Print the data that follows exactly as it stands, from its first line through the line containing "here): each call", and stop there.

(Beginning of MATERIAL TO PROCESS)

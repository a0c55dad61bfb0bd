//! Transport seam for the wrapped LUIS SDK.
//!
//! The facade never talks to the network itself. Everything below the
//! callback contract (HTTP, authentication, retries, the LUIS URL scheme)
//! belongs to the transport implementation supplied by the caller.

use serde_json::Value;
use thiserror::Error;

use crate::response::LuisResponse;

/// Success completion callback. Receives the parsed recognition result.
pub type OnSuccess = Box<dyn FnOnce(LuisResponse) + Send>;

/// Failure completion callback. Receives the service's failure payload.
pub type OnFailure = Box<dyn FnOnce(TransportError) + Send>;

/// The external collaborator performing the actual recognition call.
///
/// Contract (inherited from the wrapped SDK, not enforced here): each call
/// invokes exactly one of the two callbacks, exactly once, eventually or
/// never. There is no completion deadline; a transport that never completes
/// leaves the caller's await pending indefinitely.
pub trait Transport: Send + Sync {
    /// Submit `text` for intent recognition.
    fn predict(&self, text: &str, on_success: OnSuccess, on_failure: OnFailure);

    /// Continue a multi-turn dialog.
    ///
    /// `prior` carries the continuation state of the running dialog (the
    /// transport extracts what it needs, e.g. `dialog.contextId`).
    /// `force_set_parameter_name` sets the `forceset` parameter in the LUIS
    /// URL; it is forwarded verbatim and otherwise uninterpreted.
    fn reply(
        &self,
        text: &str,
        prior: &LuisResponse,
        on_success: OnSuccess,
        on_failure: OnFailure,
        force_set_parameter_name: Option<&str>,
    );
}

/// Failure payload delivered by a transport's `on_failure` callback.
///
/// Forwarded unchanged to whoever awaited the submission. `payload` holds
/// whatever document the service returned alongside the failure, if any.
#[derive(Debug, Clone, Error)]
#[error("{message}")]
pub struct TransportError {
    pub message: String,
    pub payload: Option<Value>,
}

impl TransportError {
    pub fn new(message: impl Into<String>) -> Self {
        Self {
            message: message.into(),
            payload: None,
        }
    }

    pub fn with_payload(message: impl Into<String>, payload: Value) -> Self {
        Self {
            message: message.into(),
            payload: Some(payload),
        }
    }
}

#[cfg(test)]
mod tests {
    use super::*;
    use serde_json::json;

    #[test]
    fn test_display_uses_message() {
        let err = TransportError::new("LUIS returned 401");
        assert_eq!(err.to_string(), "LUIS returned 401");
        assert!(err.payload.is_none());
    }

    #[test]
    fn test_payload_is_carried_verbatim() {
        let err = TransportError::with_payload(
            "LUIS returned 429",
            json!({ "statusCode": 429, "message": "quota exceeded" }),
        );
        assert_eq!(
            err.payload,
            Some(json!({ "statusCode": 429, "message": "quota exceeded" }))
        );
    }
}
//! Error taxonomy for the facade.

use thiserror::Error;

use crate::transport::TransportError;

pub type Result<T> = std::result::Result<T, LuisError>;

#[derive(Debug, Error)]
pub enum LuisError {
    /// The transport's failure callback fired; the payload is forwarded
    /// unchanged.
    #[error("LUIS transport failure: {0}")]
    Transport(#[from] TransportError),

    /// The transport dropped both completion callbacks without invoking
    /// either, violating the exactly-once contract.
    #[error("LUIS transport dropped the request without completing it")]
    Disconnected,

    /// An accessor was called before any successful submission.
    #[error("no LUIS response yet; make sure to await send(text) first")]
    NoResponse,

    /// Invalid or missing configuration.
    #[error("configuration error: {0}")]
    Config(String),
}
//! LUIS recognition response types.
//!
//! Wire-faithful mapping of the JSON document the service returns for a
//! prediction or dialog turn. Only the top scoring intent and the entity
//! list are interpreted by the facade; everything else is carried verbatim
//! so the whole document can be fed back into a `reply` continuation.

use serde::{Deserialize, Serialize};
use serde_json::{Map, Value};

/// A recognition result for one utterance.
#[derive(Debug, Clone, Default, Serialize, Deserialize)]
pub struct LuisResponse {
    /// The utterance as echoed back by the service.
    #[serde(default)]
    pub query: Option<String>,

    /// The highest-confidence intent, e.g. `"None"` when nothing matched.
    #[serde(rename = "topScoringIntent", default)]
    pub top_scoring_intent: Option<TopScoringIntent>,

    /// Full ranked intent list. Populated only when the app was queried
    /// with the verbose flag set.
    #[serde(default)]
    pub intents: Vec<IntentScore>,

    /// Recognized entities, in the order returned by the service.
    #[serde(default)]
    pub entities: Vec<Entity>,

    /// Multi-turn dialog state; the transport reads `context_id` from here
    /// when continuing a conversation.
    #[serde(default)]
    pub dialog: Option<DialogState>,

    /// Fields this facade does not interpret, preserved for passthrough.
    #[serde(flatten)]
    pub extra: Map<String, Value>,
}

impl LuisResponse {
    /// First entity whose type exactly matches `entity_type`, in stored
    /// order. Later entities of the same type are ignored.
    pub fn first_entity(&self, entity_type: &str) -> Option<&Entity> {
        self.entities.iter().find(|e| e.entity_type == entity_type)
    }
}

#[derive(Debug, Clone, Serialize, Deserialize)]
pub struct TopScoringIntent {
    pub intent: String,
    #[serde(default)]
    pub score: Option<f64>,
}

#[derive(Debug, Clone, Serialize, Deserialize)]
pub struct IntentScore {
    pub intent: String,
    #[serde(default)]
    pub score: Option<f64>,
}

/// A recognized named span within the utterance.
#[derive(Debug, Clone, Serialize, Deserialize)]
pub struct Entity {
    /// The raw recognized span, exactly as it appeared in the utterance.
    pub entity: String,

    /// Entity type, e.g. `"City"` or `"builtin.datetimeV2.date"`.
    #[serde(rename = "type")]
    pub entity_type: String,

    #[serde(rename = "startIndex", default)]
    pub start_index: Option<usize>,

    #[serde(rename = "endIndex", default)]
    pub end_index: Option<usize>,

    #[serde(default)]
    pub score: Option<f64>,

    /// Canonical/normalized resolution, when the service provides one
    /// (e.g. resolving "tomorrow" to an ISO date).
    #[serde(default)]
    pub resolution: Option<EntityResolution>,
}

impl Entity {
    /// The entity's value under the canonical-first policy: the first
    /// resolution value when present and non-empty, the raw span otherwise.
    pub fn value(&self) -> &str {
        match self
            .resolution
            .as_ref()
            .and_then(|r| r.values.as_ref())
            .and_then(|values| values.first())
        {
            Some(canonical) => canonical,
            None => &self.entity,
        }
    }
}

#[derive(Debug, Clone, Default, Serialize, Deserialize)]
pub struct EntityResolution {
    #[serde(default)]
    pub values: Option<Vec<String>>,
}

/// Dialog continuation state for multi-turn conversations.
#[derive(Debug, Clone, Default, Serialize, Deserialize)]
pub struct DialogState {
    #[serde(rename = "contextId", default)]
    pub context_id: Option<String>,

    #[serde(default)]
    pub prompt: Option<String>,

    #[serde(rename = "parameterName", default)]
    pub parameter_name: Option<String>,

    #[serde(default)]
    pub status: Option<String>,
}

#[cfg(test)]
mod tests {
    use super::*;

    const SAMPLE_RESPONSE: &str = r#"{
        "query": "book a flight to paris tomorrow",
        "topScoringIntent": { "intent": "BookFlight", "score": 0.9713 },
        "intents": [
            { "intent": "BookFlight", "score": 0.9713 },
            { "intent": "None", "score": 0.0182 }
        ],
        "entities": [
            {
                "entity": "paris",
                "type": "City",
                "startIndex": 17,
                "endIndex": 21,
                "score": 0.8914,
                "resolution": { "values": ["Paris, France"] }
            },
            {
                "entity": "tomorrow",
                "type": "builtin.datetimeV2.date",
                "startIndex": 23,
                "endIndex": 30
            }
        ],
        "dialog": {
            "contextId": "1dc1f576-aab2-4a14-9b8c-5cfb4a6f4dd1",
            "status": "Finished"
        },
        "sentimentAnalysis": { "label": "neutral", "score": 0.5 }
    }"#;

    #[test]
    fn test_deserialize_full_document() {
        let response: LuisResponse =
            serde_json::from_str(SAMPLE_RESPONSE).expect("sample document must parse");

        assert_eq!(
            response.query.as_deref(),
            Some("book a flight to paris tomorrow")
        );

        let top = response.top_scoring_intent.as_ref().expect("top intent");
        assert_eq!(top.intent, "BookFlight");
        assert!((top.score.expect("score") - 0.9713).abs() < 1e-9);

        // Verbose mode: full ranked list alongside the top intent.
        assert_eq!(response.intents.len(), 2);
        assert_eq!(response.intents[1].intent, "None");

        assert_eq!(response.entities.len(), 2);
        let city = &response.entities[0];
        assert_eq!(city.entity, "paris");
        assert_eq!(city.entity_type, "City");
        assert_eq!(city.start_index, Some(17));
        assert_eq!(city.end_index, Some(21));

        let dialog = response.dialog.as_ref().expect("dialog state");
        assert_eq!(
            dialog.context_id.as_deref(),
            Some("1dc1f576-aab2-4a14-9b8c-5cfb4a6f4dd1")
        );

        // Uninterpreted fields survive as passthrough.
        assert!(response.extra.contains_key("sentimentAnalysis"));
    }

    #[test]
    fn test_minimal_document() {
        let response: LuisResponse =
            serde_json::from_str(r#"{ "topScoringIntent": { "intent": "None" } }"#)
                .expect("minimal document must parse");

        assert_eq!(response.top_scoring_intent.expect("top intent").intent, "None");
        assert!(response.query.is_none());
        assert!(response.intents.is_empty());
        assert!(response.entities.is_empty());
        assert!(response.dialog.is_none());
    }

    #[test]
    fn test_entity_value_prefers_canonical_resolution() {
        let response: LuisResponse =
            serde_json::from_str(SAMPLE_RESPONSE).expect("sample document must parse");
        assert_eq!(response.entities[0].value(), "Paris, France");
    }

    #[test]
    fn test_entity_value_falls_back_to_raw_span() {
        let response: LuisResponse =
            serde_json::from_str(SAMPLE_RESPONSE).expect("sample document must parse");
        // No resolution at all.
        assert_eq!(response.entities[1].value(), "tomorrow");

        // Resolution present but with an empty value list counts as absent.
        let entity = Entity {
            entity: "tomorrow".to_string(),
            entity_type: "builtin.datetimeV2.date".to_string(),
            start_index: None,
            end_index: None,
            score: None,
            resolution: Some(EntityResolution {
                values: Some(vec![]),
            }),
        };
        assert_eq!(entity.value(), "tomorrow");
    }

    #[test]
    fn test_first_entity_scans_in_stored_order() {
        let response: LuisResponse =
            serde_json::from_str(SAMPLE_RESPONSE).expect("sample document must parse");

        let date = response
            .first_entity("builtin.datetimeV2.date")
            .expect("date entity");
        assert_eq!(date.entity, "tomorrow");

        assert!(response.first_entity("Airline").is_none());
    }
}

(End of MATERIAL TO PROCESS)

■ SOLUTION FOR THIS TASK:
repository a0c55dad61bfb0bd
//! Transport seam for the wrapped LUIS SDK.
//!
//! The facade never talks to the network itself. Everything below the
//! callback contract (HTTP, authentication, retries, the LUIS URL scheme)
//! belongs to the transport implementation supplied by the caller.

use serde_json::Value;
use thiserror::Error;

use crate::response::LuisResponse;

/// Success completion callback. Receives the parsed recognition result.
pub type OnSuccess = Box<dyn FnOnce(LuisResponse) + Send>;

/// Failure completion callback. Receives the service's failure payload.
pub type OnFailure = Box<dyn FnOnce(TransportError) + Send>;

/// The external collaborator performing the actual recognition call.
///
/// Contract (inherited from the wrapped SDK, not enforced here): each call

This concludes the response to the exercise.